■ **What the task asks**: Nothing should be left out: repeat all the data exactly.

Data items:

____________

//! Structured error types shared across xsub crates.

use std::collections::BTreeMap;
use std::fmt::{self, Display};

use serde::{Deserialize, Serialize};
use thiserror::Error;

/// Structured payload attached to every [`XsubError`] variant.
#[derive(Debug, Clone, PartialEq, Eq, Serialize, Deserialize)]
pub struct ErrorInfo {
    /// Stable machine readable error code.
    pub code: String,
    /// Human readable diagnostic message.
    pub message: String,
    /// Contextual key value pairs (paths, job indices, etc.).
    #[serde(default)]
    pub context: BTreeMap<String, String>,
    /// Optional hint that may help the caller resolve the issue.
    #[serde(skip_serializing_if = "Option::is_none")]
    pub hint: Option<String>,
}

impl ErrorInfo {
    /// Creates a new error payload with the provided code and message.
    pub fn new(code: impl Into<String>, message: impl Into<String>) -> Self {
        Self {
            code: code.into(),
            message: message.into(),
            context: BTreeMap::new(),
            hint: None,
        }
    }

    /// Adds a context entry to the payload.
    pub fn with_context(mut self, key: impl Into<String>, value: impl Into<String>) -> Self {
        self.context.insert(key.into(), value.into());
        self
    }

    /// Sets a human readable hint for remediation.
    pub fn with_hint(mut self, hint: impl Into<String>) -> Self {
        self.hint = Some(hint.into());
        self
    }
}

/// Canonical error type for the submission orchestrator.
///
/// `Catalog` and `Environment` abort a run before anything is dispatched.
/// `Dispatch` is scoped to a single job and is folded into that job's
/// [`crate::SubmissionResult`].
#[derive(Debug, Clone, PartialEq, Eq, Serialize, Deserialize, Error)]
#[serde(tag = "family", content = "detail")]
pub enum XsubError {
    /// Missing or malformed job catalog.
    #[error("catalog error: {0}")]
    Catalog(ErrorInfo),
    /// A single job could not be handed to the submission backend.
    #[error("dispatch error: {0}")]
    Dispatch(ErrorInfo),
    /// Environment precondition or execution context not satisfied.
    #[error("environment error: {0}")]
    Environment(ErrorInfo),
    /// Serialization and schema errors.
    #[error("serde error: {0}")]
    Serde(ErrorInfo),
    /// Filesystem errors while persisting artefacts.
    #[error("io error: {0}")]
    Io(ErrorInfo),
}

impl Display for ErrorInfo {
    fn fmt(&self, f: &mut fmt::Formatter<'_>) -> fmt::Result {
        write!(f, "{} (code: {})", self.message, self.code)?;
        if !self.context.is_empty() {
            write!(f, " | context: [")?;
            for (idx, (key, value)) in self.context.iter().enumerate() {
                if idx > 0 {
                    write!(f, ", ")?;
                }
                write!(f, "{key}={value}")?;
            }
            write!(f, "]")?;
        }
        if let Some(hint) = &self.hint {
            write!(f, " | hint: {hint}")?;
        }
        Ok(())
    }
}

impl XsubError {
    /// Returns a reference to the payload describing the error.
    pub fn info(&self) -> &ErrorInfo {
        match self {
            XsubError::Catalog(info)
            | XsubError::Dispatch(info)
            | XsubError::Environment(info)
            | XsubError::Serde(info)
            | XsubError::Io(info) => info,
        }
    }

    /// Adds a context entry to the payload without changing the family.
    pub fn with_context(self, key: impl Into<String>, value: impl Into<String>) -> Self {
        match self {
            XsubError::Catalog(info) => XsubError::Catalog(info.with_context(key, value)),
            XsubError::Dispatch(info) => XsubError::Dispatch(info.with_context(key, value)),
            XsubError::Environment(info) => XsubError::Environment(info.with_context(key, value)),
            XsubError::Serde(info) => XsubError::Serde(info.with_context(key, value)),
            XsubError::Io(info) => XsubError::Io(info.with_context(key, value)),
        }
    }

    /// Returns true when the error must abort the whole run.
    pub fn is_fatal(&self) -> bool {
        !matches!(self, XsubError::Dispatch(_))
    }

    /// Convenience constructor for catalog failures.
    pub fn catalog(code: impl Into<String>, message: impl Into<String>) -> Self {
        XsubError::Catalog(ErrorInfo::new(code, message))
    }

    /// Convenience constructor for dispatch failures.
    pub fn dispatch(code: impl Into<String>, message: impl Into<String>) -> Self {
        XsubError::Dispatch(ErrorInfo::new(code, message))
    }

    /// Wraps an I/O failure under the provided code.
    pub fn io(code: impl Into<String>, err: impl ToString) -> Self {
        XsubError::Io(ErrorInfo::new(code, err.to_string()))
    }
}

____________

■ **Answer box**:
//! Structured error types shared across xsub crates.

use std::collections::BTreeMap;
use std::fmt::{self, Display};

use serde::{Deserialize, Serialize};
use thiserror::Error;

/// Structured payload attached to every [`XsubError`] variant.
#[derive(Debug, Clone, PartialEq, Eq, Serialize, Deserialize)]
pub struct ErrorInfo {
    /// Stable machine readable error code.
    pub code: String,
    /// Human readable diagnostic message.
    pub message: String,
    /// Contextual key value pairs (paths, job indices, etc.).
    #[serde(default)]
    pub context: BTreeMap<String, String>,
    /// Optional hint that may help the caller resolve the issue.
    #[serde(skip_serializing_if = "Option::is_none")]
    pub hint: Option<String>,
}

impl ErrorInfo {
    /// Creates a new error payload with the provided code and message.
    pub fn new(code: impl Into<String>, message: impl Into<String>) -> Self {
        Self {
            code: code.into(),
            message: message.into(),
            context: BTreeMap::new(),
            hint: None,
        }
    }

    /// Adds a context entry to the payload.
    pub fn with_context(mut self, key: impl Into<String>, value: impl Into<String>) -> Self {
        self.context.insert(key.into(), value.into());
        self
    }

    /// Sets a human readable hint for remediation.
    pub fn with_hint(mut self, hint: impl Into<String>) -> Self {
        self.hint = Some(hint.into());
        self
    }
}

/// Canonical error type for the submission orchestrator.
///
/// `Catalog` and `Environment` abort a run before anything is dispatched.
/// `Dispatch` is scoped to a single job and is folded into that job's
/// [`crate::SubmissionResult`].
#[derive(Debug, Clone, PartialEq, Eq, Serialize, Deserialize, Error)]
#[serde(tag = "family", content = "detail")]
pub enum XsubError {
    /// Missing or malformed job catalog.
    #[error("catalog error: {0}")]
    Catalog(ErrorInfo),
    /// A single job could not be handed to the submission backend.
    #[error("dispatch error: {0}")]
    Dispatch(ErrorInfo),
    /// Environment precondition or execution context not satisfied.
    #[error("environment error: {0}")]
    Environment(ErrorInfo),
    /// Serialization and schema errors.
    #[error("serde error: {0}")]
    Serde(ErrorInfo),
    /// Filesystem errors while persisting artefacts.
    #[error("io error: {0}")]
    Io(ErrorInfo),
}

impl Display for ErrorInfo {
    fn fmt(&self, f: &mut fmt::Formatter<'_>) -> fmt::Result {
        write!(f, "{} (code: {})", self.message, self.code)?;
        if !self.context.is_empty() {
            write!(f, " | context: [")?;
            for (idx, (key, value)) in self.context.iter().enumerate() {
                if idx > 0 {
                    write!(f, ", ")?;
                }
                write!(f, "{key}={value}")?;
            }
            write!(f, "]")?;
        }
        if let Some(hint) = &self.hint {
            write!(f, " | hint: {hint}")?;
        }
        Ok(())
    }
}

impl XsubError {
    /// Returns a reference to the payload describing the error.
    pub fn info(&self) -> &ErrorInfo {
        match self {
            XsubError::Catalog(info)
            | XsubError::Dispatch(info)
            | XsubError::Environment(info)
            | XsubError::Serde(info)
            | XsubError::Io(info) => info,
        }
    }

    /// Adds a context entry to the payload without changing the family.
    pub fn with_context(self, key: impl Into<String>, value: impl Into<String>) -> Self {
        match self {
            XsubError::Catalog(info) => XsubError::Catalog(info.with_context(key, value)),
            XsubError::Dispatch(info) => XsubError::Dispatch(info.with_context(key, value)),
            XsubError::Environment(info) => XsubError::Environment(info.with_context(key, value)),
            XsubError::Serde(info) => XsubError::Serde(info.with_context(key, value)),
            XsubError::Io(info) => XsubError::Io(info.with_context(key, value)),
        }
    }

    /// Returns true when the error must abort the whole run.
    pub fn is_fatal(&self) -> bool {
        !matches!(self, XsubError::Dispatch(_))
    }

    /// Convenience constructor for catalog failures.
    pub fn catalog(code: impl Into<String>, message: impl Into<String>) -> Self {
        XsubError::Catalog(ErrorInfo::new(code, message))
    }

    /// Convenience constructor for dispatch failures.
    pub fn dispatch(code: impl Into<String>, message: impl Into<String>) -> Self {
        XsubError::Dispatch(ErrorInfo::new(code, message))
    }

    /// Wraps an I/O failure under the provided code.
    pub fn io(code: impl Into<String>, err: impl ToString) -> Self {
        XsubError::Io(ErrorInfo::new(code, err.to_string()))
    }
}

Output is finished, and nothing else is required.